My experiences with left-libertarians (a few excluded) leads me to believe there is a "vulgar" type of libertarianism that creeps within their community as well. It is the inverse of the well-noted pandemic in right-libertarianism. Instead of blindly supporting capital and excoriating labor, there is a tendency to blindly support labor and excoriate capital. I don't make these accusations carelessly, as left-libertarians bring light to a lot of issues and inconsistencies that dominate much of libertarian thought. But nevertheless, among them is surely the analog of right-libertarian "vulgarism." And while it's important that they point out that there are certainly both lower and higher order social problems that exist and that can be dispensed of in serious ways without aggression (in the libertarian sense), it doesn't follow that all of the problems that they point to are truly problems in a politically meaningful sense, or that the supposedly non-aggressive solutions to them are righteous.

This phenomenon extends to non-economic portions of the social front as well. Too often we see libertarian in-fighting around tenets of political correctness. While I'm inclined to believe that there really is something to the concepts that generate politically correct thought (from sexism to racism and all kinds of other matters of prejudice), I'm not quite sure that either side is appropriately weighing the scope of each individual issue at hand. Right-libertarians, for instance, are sometimes automatically dismissive of prevailing forms of sexism, while left-libertarians seem to find a lot of it that isn't (obviously) apparent. And this says nothing of the post-collision detractions pointed at one another, which often come across as equally nonsensical and intolerant. No, I don't think it's "right" when men generalize or demean women. But I also don't think it's right that we gun for some type of "non-violent" social exodus of such people either. It's one thing to push in the direction of good will and understanding. It's another to imprison people in their own thoughts and feelings for fear of ostracism.
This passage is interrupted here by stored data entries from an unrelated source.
//! Client-side synchronization layer for the taskso task tracker: session
//! and credential lifetime, a typed gateway to the task service, a query
//! cache with mutation-driven invalidation, and the route guard.

pub mod cache;
pub mod config;
pub mod dashboard;
pub mod db;
pub mod error;
pub mod filter;
pub mod gateway;
pub mod guard;
pub mod models;
pub mod services;
pub mod session;
pub mod state;

pub use error::AppError;
pub use state::AppContext;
I'm not going to pretend lines like that don't get blurry either. There really are people who proceed with bigotry and malice, and an evolution of tried solutions might reach towards public condemnation and excoriation. On the other hand, there really do seem like many instances where we're left trying to prove too much about the motivations of people, and not leaving them much room for tolerance and temperance in our judgment. I don't want people to have values that are objectionable to my own. But I also don't want to live in a world where all objectionable values are met with strong castigation either. Libertarianism is rife with schisms. The bridges between its factions aren't going to be easy to build, if they can be built at all. But even the most contentious slivers therein bring something to the table - they tend to better ground each other with small concessions and temperance. It's then not that surprising that for all left-libertarianism has provided the movement in terms of variance in perspective, the movement will inevitably push back against it with it's own (hopefully coherent) criticisms. This is a start.